My father borrowed $100 from his grandmother, and left
Baldwinsville, N.Y., behind.
Stanford did not charge tuition then, but there was
still room and board. My father got a job as the cook
in the DKE house. He had never made a meal before, but
with the aid of a quickly purchased cookbook he held
onto the job. The next fall he moved to the Fire House,
which provided room, board and a small stipend for being
on call to any campus fires. By 1896, his father reversed
his opposition to Stanford.

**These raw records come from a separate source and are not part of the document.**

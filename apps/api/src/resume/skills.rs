//! Skill & Summary Synthesizer — builds a `CandidateProfile` from résumé text.
//!
//! Primary path: one generation call returning `{"skills": [...], "summary": "..."}`.
//! Fallback path: whole-word keyword scan against `FALLBACK_VOCABULARY`. Taken when
//! the call fails, the reply is not JSON, or a required field is missing.

use std::collections::{BTreeSet, HashSet};

use once_cell::sync::Lazy;
use regex::Regex;
use serde::{Deserialize, Serialize};
use tracing::{info, warn};

use crate::llm_client::prompts::JSON_ONLY_INSTRUCTION;
use crate::llm_client::{strip_json_fences, GenerationRequest, ResponseFormat, TextGenerator};
use crate::models::profile::{CandidateProfile, ExtractedText};
use crate::resume::prompts::{PROFILE_EXTRACT_PROMPT, PROFILE_EXTRACT_SYSTEM};

/// Summary used whenever the profile came from the keyword fallback.
pub const DEGRADED_SUMMARY: &str =
    "Summary unavailable: skills were extracted by keyword matching because AI extraction failed.";

const EXTRACTION_TEMPERATURE: f32 = 0.0;

/// Reference vocabulary for the keyword fallback. Canonical spellings are what
/// the profile reports. Includes every skill of the built-in job catalog.
pub const FALLBACK_VOCABULARY: &[&str] = &[
    // Languages
    "Python",
    "Java",
    "JavaScript",
    "TypeScript",
    "Rust",
    "Golang",
    "C++",
    "C#",
    "R",
    "SQL",
    "HTML",
    "CSS",
    // Frameworks & tools
    "React",
    "Node.js",
    "TensorFlow",
    "PyTorch",
    "Spark",
    "Git",
    "Docker",
    "Kubernetes",
    "Terraform",
    "Ansible",
    "Jenkins",
    "Linux",
    "CI/CD",
    "Excel",
    "Tableau",
    "PostgreSQL",
    "MongoDB",
    "APIs",
    "Microservices",
    // Cloud
    "AWS",
    "Azure",
    "GCP",
    "Cloud Computing",
    "Cloud Security",
    // Data & ML
    "Machine Learning",
    "Deep Learning",
    "NLP",
    "MLOps",
    "Model Deployment",
    "Data Analysis",
    "Data Modeling",
    "Data Visualization",
    "Statistics",
    "Statistical Analysis",
    "Time Series Analysis",
    "Financial Modeling",
    "Optimization",
    "Simulation",
    "Decision Science",
    "AI/ML Concepts",
    // Business & product
    "Product Management",
    "Project Management",
    "Market Research",
    "Roadmapping",
    "Solution Design",
    "Business Process Mapping",
    "Stakeholder Management",
    "Agile",
    "Scrum",
    // Soft skills
    "Communication",
    "Leadership",
    "Teamwork",
    "Problem Solving",
];

static VOCABULARY_PATTERNS: Lazy<Vec<(&'static str, Regex)>> = Lazy::new(|| {
    FALLBACK_VOCABULARY
        .iter()
        .map(|skill| {
            let re = Regex::new(&vocabulary_pattern(skill))
                .expect("vocabulary pattern is a valid regex");
            (*skill, re)
        })
        .collect()
});

/// Whole-word pattern for one vocabulary term.
///
/// Single-letter language names are case-sensitive. "R" additionally needs a
/// list delimiter or a language word after it, so initials and "R&D" stay out.
fn vocabulary_pattern(skill: &str) -> String {
    match skill {
        "R" => concat!(
            r"(?m)(?:^|[\s,;:(/])R",
            r"(?:[ \t]*(?:[,;/|)\r]|$)|[ \t]+(?i:programming|language|studio)\b)"
        )
        .to_string(),
        "C#" | "C++" => format!(
            r"(?:^|[^\p{{L}}\p{{N}}_]){}(?:$|[^\p{{L}}\p{{N}}_])",
            regex::escape(skill)
        ),
        _ => format!(
            r"(?i)(?:^|[^\p{{L}}\p{{N}}_]){}(?:$|[^\p{{L}}\p{{N}}_])",
            regex::escape(skill)
        ),
    }
}

/// Which path produced the profile. `Fallback` is a partial success.
#[derive(Debug, Clone, Copy, PartialEq, Eq, Serialize)]
#[serde(rename_all = "snake_case")]
pub enum ProfileSource {
    Generated,
    Fallback,
}

#[derive(Debug, Clone)]
pub struct ProfileOutcome {
    pub profile: CandidateProfile,
    pub source: ProfileSource,
}

#[derive(Debug, Deserialize)]
struct GeneratedProfile {
    skills: Vec<String>,
    summary: String,
}

/// Builds the candidate profile. Never fails: any problem with the generation
/// call degrades to `fallback_profile`.
pub async fn synthesize_profile(text: &ExtractedText, llm: &dyn TextGenerator) -> ProfileOutcome {
    let system = format!("{PROFILE_EXTRACT_SYSTEM} {JSON_ONLY_INSTRUCTION}");
    let prompt = PROFILE_EXTRACT_PROMPT.replace("{resume_text}", text.as_str());

    let reply = llm
        .generate(GenerationRequest {
            system: &system,
            prompt: &prompt,
            response_format: ResponseFormat::JsonObject,
            temperature: EXTRACTION_TEMPERATURE,
        })
        .await;

    let parsed = match reply {
        Ok(raw) => serde_json::from_str::<GeneratedProfile>(strip_json_fences(&raw))
            .map_err(|e| format!("unusable profile JSON: {e}")),
        Err(e) => Err(format!("generation call failed: {e}")),
    };

    match parsed {
        Ok(generated) => {
            let profile = CandidateProfile {
                skills: dedup_preserving_order(generated.skills),
                summary: generated.summary,
            };
            info!(
                "Profile extracted by generation: {} skills, summary {} chars",
                profile.skills.len(),
                profile.summary.len()
            );
            ProfileOutcome {
                profile,
                source: ProfileSource::Generated,
            }
        }
        Err(reason) => {
            warn!("Falling back to keyword skill extraction: {reason}");
            let profile = fallback_profile(text);
            info!(
                "Profile extracted by keyword fallback: {} skills",
                profile.skills.len()
            );
            ProfileOutcome {
                profile,
                source: ProfileSource::Fallback,
            }
        }
    }
}

/// Deterministic keyword extraction: vocabulary skills present in `text`,
/// sorted and unique, with the degraded summary sentinel.
pub fn fallback_profile(text: &ExtractedText) -> CandidateProfile {
    let found: BTreeSet<&str> = VOCABULARY_PATTERNS
        .iter()
        .filter(|(_, re)| re.is_match(text.as_str()))
        .map(|(skill, _)| *skill)
        .collect();

    CandidateProfile {
        skills: found.into_iter().map(String::from).collect(),
        summary: DEGRADED_SUMMARY.to_string(),
    }
}

/// Case-sensitive dedup that keeps the first occurrence.
fn dedup_preserving_order(skills: Vec<String>) -> Vec<String> {
    let mut seen = HashSet::new();
    skills
        .into_iter()
        .filter(|s| seen.insert(s.clone()))
        .collect()
}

Despite his improved finances,
my father remained at the Fire House: it garnered much
prestige among the ladies. (One girl whom he greatly
admired was Lou Henry, Class of 1898, but to his disappointment
she fell for Herbert Hoover, Class of 1895.)
When it came time for me to enter Stanford in 1940,
my father put all I required into a checking account
in my name, but I supplemented that allowance in several
ways. At winter break, classmates Beenie Naffziger and
Martha Reed and I were hired as “Christmas help”
at the Rincon Annex of the San Francisco Post Office:
eight hours a day, minimum wage, for the 10 days before
the holiday. The first day we found that we were expected
to work between 11 and 12 hours with a half hour off
for lunch and dinner. We fell into bed each night and
then sorted letters in our dreams. To break the monotony,
all the sorters read the postcards and passed the funny
ones around.
I had been going to the most expensive beauty salon
in Palo Alto and decided that spring that I was spending
too much on my hair. I asked the manager if I could
be the salon’s campus representative—and
was amazed when she agreed. They took my picture and,
with my endorsement, displayed it around campus. They
did my hair each week for the next three years for free.
My next effort arose from a summer trip to Bennington,
Vt., to visit my aunt and uncle. The town’s large
paper mill had come up with a new product: paper drapes.
Bells went off in my head. We changed rooms every quarter
in the Gamma Phi house, and with inexpensive, disposable
curtains we could change our color scheme with every
move.
That fall I went to all the sorority houses and Lagunita,
showing my samples and taking orders that were quickly
filled. Only later—when the radiators came on
for chilly fall nights—did the overpowering, what-died-in-here
stench of lightly steamed wood pulp fill the rooms.
My best friends resumed speaking to me after a few weeks.